Prende il via la finale scudetto del 42esimo campionato di Serie A1 femminile. La Sis Roma di Marco Capanna si aggiudica la prima partita e batte 12-9 L'Ekipe Orizzonte al Centro Federale - Polo Acquatico Frecciarossa di Ostia davanti a 400 spettatori. Alla prima azione, il capitano giallorosso Cocchiere subisce il fallo da rigore che Ranalli trasforma; reazione immediata delle catanesi che guadagnano la superiorità numerica e pareggiano con Bettini. Roma vicina al nuovo vantaggio (traversa) e nella ripartenza Bettini, di nuovo in più, segna il sorpasso. Azione prolungata della Roma, doppia conclusione, prima l'ottima parata di Condorelli e poi la chusura della difesa di Catania. Inizio scoppiettante: doppietta di Marletta e la squadra di Martina Miceli strappa a +3 dopo cinque minuti. Riparte la Roma e Zaplatina dimezza il gap in controfuga; gli arbitri lasciano giocare e a cinque secondi dalla fine del primo tempo, alzo e tiro di Chiappini che infila palla nel sette della porta catanese e ricuce lo strappo (3-4). Non è valido il goal di Kudella (che avrebbe dato il pareggio alla Roma), è chiurgico il rigore trasformato da Bettini per la tripletta parsonale e il +2 ospite. È buono, invece, un gran tiro di Hearn che al minuto 2'24'' sorprende Condorelli (che se la prende con le compagne) per il 4-5. In In 10 secondi si passa dal possibile +2 siciliano al pareggio romano.
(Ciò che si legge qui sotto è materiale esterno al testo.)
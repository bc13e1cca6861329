//! # Values
//!
//! Dynamically typed input values and their coercion into the exact cell
//! representation a leaf column stores.
//!
//! [`coerce`] is a single exhaustive match over the value variant, the
//! column's physical type and its effective annotation. Combinations with no
//! mapping fail with [`ValueError::UnsupportedType`].

mod coerce;
/// Fixed-point decimal encoding
pub mod decimal;
mod error;
/// IEEE-754 half-precision conversion
pub mod float16;
mod raw;
/// DATE / TIME / TIMESTAMP / INT96 text parsing
pub mod temporal;

#[cfg(test)]
mod tests;

pub use coerce::{coerce, decode_uuid_hex, encode_uuid_hex, ColumnCell, ColumnTarget};
pub use error::ValueError;
pub use raw::RawValue;
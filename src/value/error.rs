use parquet::basic::Type as PhysicalType;

use crate::schema::LogicalAnnotation;

/// Errors raised while mapping input values onto columns.
///
/// Raised mid-write: the output of a run that hits one must be discarded.
#[derive(Debug, thiserror::Error)]
pub enum ValueError {
    /// No mapping from the value's dynamic type to the column
    #[error("Unsupported data type '{value_type}' for column '{column}' ({physical_type}, {annotation})")]
    UnsupportedType {
        /// Column path
        column: String,
        /// Dynamic type of the offending value
        value_type: &'static str,
        /// Target physical type
        physical_type: PhysicalType,
        /// Target annotation
        annotation: LogicalAnnotation,
    },

    /// Numeric value does not fit the column width or integer annotation
    #[error("Value {value} does not fit {target} in column '{column}'")]
    OutOfRange {
        /// Column path
        column: String,
        /// Offending value
        value: String,
        /// Target width description
        target: String,
    },

    /// Text is not 32 hex digits
    #[error("Invalid UUID '{value}' for column '{column}': {reason}")]
    InvalidUuid {
        /// Column path
        column: String,
        /// Offending text
        value: String,
        /// What was wrong with it
        reason: String,
    },

    /// Byte payload length differs from the fixed column length
    #[error("Column '{column}' expects {expected} bytes, got {actual}")]
    LengthMismatch {
        /// Column path
        column: String,
        /// Declared fixed length
        expected: usize,
        /// Actual payload length
        actual: usize,
    },

    /// Text is not a decimal number
    #[error("Invalid decimal '{value}' for column '{column}'")]
    InvalidDecimal {
        /// Column path
        column: String,
        /// Offending value
        value: String,
    },

    /// Decimal does not fit the declared precision or storage width
    #[error("Decimal '{value}' exceeds precision {precision} of column '{column}'")]
    DecimalOverflow {
        /// Column path
        column: String,
        /// Offending value
        value: String,
        /// Declared precision
        precision: i32,
    },

    /// Text does not parse as the column's temporal annotation
    #[error("Invalid {expected} '{value}' for column '{column}'")]
    InvalidTemporal {
        /// Column path
        column: String,
        /// Offending text
        value: String,
        /// Expected shape
        expected: &'static str,
    },

    /// A REQUIRED column or group has no value in a row
    #[error("Missing value for required field '{column}'")]
    MissingRequired {
        /// Field path
        column: String,
    },

    /// Second value for a non-repeated field in the same record
    #[error("Field '{column}' is not repeated and already has a value")]
    AlreadySet {
        /// Field path
        column: String,
    },

    /// Object member with no matching child in the group
    #[error("Group '{group}' has no field named '{field}'")]
    UnknownField {
        /// Group path
        group: String,
        /// Member name
        field: String,
    },

    /// `null` inside an array
    #[error("Null element in array for field '{column}'")]
    NullElement {
        /// Field path
        column: String,
    },

    /// Cell kind does not match the column buffer (a group value for a leaf or vice versa)
    #[error("Value shape does not match schema at '{column}'")]
    ShapeMismatch {
        /// Field path
        column: String,
    },
}
use std::fmt;

/// Statistics from a completed write operation
#[derive(Debug, Clone, Default, PartialEq, Eq)]
pub struct WriterStats {
    /// Number of rows written to the file
    pub rows_written: usize,
    /// Number of Parquet row groups written
    pub row_groups_written: usize,
    /// Number of leaf columns
    pub columns: usize,
    /// Non-null leaf values written across all columns
    pub values_written: usize,
    /// Total file size in bytes, footer included
    pub file_size_bytes: u64,
}

impl fmt::Display for WriterStats {
    fn fmt(&self, f: &mut fmt::Formatter<'_>) -> fmt::Result {
        write!(
            f,
            "Wrote {} rows ({} values, {} columns) in {} row groups, {} bytes",
            self.rows_written, self.values_written, self.columns, self.row_groups_written, self.file_size_bytes
        )
    }
}
use std::io::{self, Write};
use std::sync::Arc;

use parquet::file::properties::WriterProperties;
use parquet::file::writer::SerializedFileWriter;

use crate::record::{assemble_record, Record, RowBuffer};
use crate::schema::MessageSchema;
use crate::value::RawValue;

use super::config::WriterConfig;
use super::error::WriterError;
use super::stats::WriterStats;

/// Sink wrapper that counts the bytes passed through it
struct CountingSink<W> {
    inner: W,
    bytes: u64,
}

impl<W: Write> Write for CountingSink<W> {
    fn write(&mut self, buf: &[u8]) -> io::Result<usize> {
        let n = self.inner.write(buf)?;
        self.bytes += n as u64;
        Ok(n)
    }

    fn flush(&mut self) -> io::Result<()> {
        self.inner.flush()
    }
}

/// Streaming writer for one Parquet file with a schema built from field specs.
///
/// Records are shredded into an in-memory row group that is flushed once
/// its estimated size reaches the configured row-group size. The footer is
/// written by [`finish`](Self::finish); dropping the writer without finishing
/// releases the sink and leaves an incomplete file. After any write error the
/// writer must be dropped.
pub struct ParquetifyWriter<'s, W: Write + Send> {
    schema: &'s MessageSchema,
    writer: SerializedFileWriter<CountingSink<W>>,
    buffer: RowBuffer,
    row_group_size: usize,
    rows_written: usize,
    row_groups_written: usize,
    values_written: usize,
}

impl<'s, W: Write + Send> ParquetifyWriter<'s, W> {
    /// Open a writer on `sink` for `schema`
    pub fn try_new(sink: W, schema: &'s MessageSchema, config: &WriterConfig) -> Result<Self, WriterError> {
        let props = config.to_writer_properties(schema)?;
        Self::with_properties(sink, schema, props, config.row_group_size)
    }

    /// Open a writer with already resolved properties
    pub fn with_properties(
        sink: W,
        schema: &'s MessageSchema,
        props: WriterProperties,
        row_group_size: usize,
    ) -> Result<Self, WriterError> {
        let sink = CountingSink { inner: sink, bytes: 0 };
        let writer = SerializedFileWriter::new(sink, schema.parquet_type(), Arc::new(props))?;

        Ok(Self {
            schema,
            writer,
            buffer: RowBuffer::new(schema),
            row_group_size,
            rows_written: 0,
            row_groups_written: 0,
            values_written: 0,
        })
    }

    /// Schema this writer was opened with
    pub fn schema(&self) -> &'s MessageSchema {
        self.schema
    }

    /// Append one assembled record
    pub fn write_record(&mut self, record: &Record<'_>) -> Result<(), WriterError> {
        self.buffer.push_record(record)?;
        if self.buffer.estimated_bytes() >= self.row_group_size {
            self.flush_row_group()?;
        }
        Ok(())
    }

    /// Assemble and append one row-shaped object keyed by top-level field name
    pub fn write_value(&mut self, value: &RawValue) -> Result<(), WriterError> {
        let record = assemble_record(self.schema, value)?;
        self.write_record(&record)
    }

    /// Write the buffered rows as a row group (no-op when nothing is buffered)
    pub fn flush_row_group(&mut self) -> Result<(), WriterError> {
        if self.buffer.is_empty() {
            return Ok(());
        }
        let rows = self.buffer.rows();
        let mut row_group = self.writer.next_row_group()?;
        let values = self.buffer.write_to(&mut row_group)?;
        row_group.close()?;

        self.rows_written += rows;
        self.row_groups_written += 1;
        self.values_written += values;
        log::debug!(
            "Flushed row group {} ({} rows, {} values)",
            self.row_groups_written,
            rows,
            values
        );
        Ok(())
    }

    /// Rows flushed or buffered so far
    pub fn rows_written(&self) -> usize {
        self.rows_written + self.buffer.rows()
    }

    /// Flush buffered rows, write the footer and return statistics
    pub fn finish(self) -> Result<WriterStats, WriterError> {
        self.finish_into_inner().map(|(_, stats)| stats)
    }

    /// Flush buffered rows, write the footer and hand back the sink
    ///
    /// This is useful when the writer is backed by an in-memory buffer and you need
    /// to access the written data.
    pub fn finish_into_inner(mut self) -> Result<(W, WriterStats), WriterError> {
        self.flush_row_group()?;
        let sink = self.writer.into_inner()?;
        let stats = WriterStats {
            rows_written: self.rows_written,
            row_groups_written: self.row_groups_written,
            columns: self.schema.num_columns(),
            values_written: self.values_written,
            file_size_bytes: sink.bytes,
        };
        Ok((sink.inner, stats))
    }
}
Terzo rigore per L'Ekipe che Sesena para a Marletta, rapida controfuga e Carosi pareggia. Trascorrono 80 secondi e Meggiato riporta avanti le calottine blu (5-6); si va avanti e le difese sono attente.
Si cambia campo. L'Orzzonte è già in acqua; Capanna invece si prende tutto il tempo a disposizione per dare indicazioni alle sue ragazze. Inizia il terzo tempo. Si cercano soluzioni sui centroboa. Halligan prova dalla distanza. La Roma guadagna superiorità numerica e pareggia con la conclusione di Schaap. Tabani stoppa la stessa Schaap poco dopo; la Roma va in vantaggio con Ranalli (foto Carlo Di Santo) che trova un bellissimo corridoio. L'Ekipe perde un po' di fiducia; il tiro di Bettini è fuori misura. Quarto rigore per l'Orizzonte e secondo sbagliato (Bettini sul palo) al minuto 5'25''. Ci pensa il capitano, Giulia Viacava, con un tiro improvviso che passa sopra tutte le teste e finisce in rete per il 7-7. Sfumano le superiorità da una parte e dall'altra. Si arriva all'ultimo tempo. Bettini vince il quarto duello a centrocampo (100% nel fondamentale). Rigore per la Roma (terzo fallo di Tabani che termina la sua partita) e Ranalli fa tripletta; nuovo vantaggio della squadra di casa. Ancora sei minuti da giocare. Sesena si supera sulla concusione di Viacava. Contro-attacco, zona M, Ranalli tira in diagonale per il poker personale e primo doppio vantaggio della Roma. Catania sembra un po’ spenta. Martina Miceli chiama time-out provando a risevglarla. Roma è più aggressiva, chiude gli spazi. Mancano quattro minuti e bomba di Centanni che Condorelli riesce soltanto a toccare ma non abbastanza per evitare il goal. La beduina di Gagliardi è di vitale importanza e riaccende le speranze ospiti ma Schaap, tiro, palo e goal, riporta Roma a +3.
Il pubblico ci crede, alza i decibel, la tribuna si infiamma. La Sis comincia a giocare anche col cronometro mentre le etnee ormai sono già con la testa al return match di Nesima e mancano il bersaglio grosso con Viacava. Mancano 100 secondi. Nona superiorità Roma e Minuto schiaccia di forza la palla in goal per il massimo vantaggio (12-8) che di fatto chiude la partita. La compagine ospite gioca senza portiere alla ricerca del goal; Leone da posizione uno va a segnare in 7 contro 5. La squadra di Marco Capanna può gestire gli utlimi 25 secondi.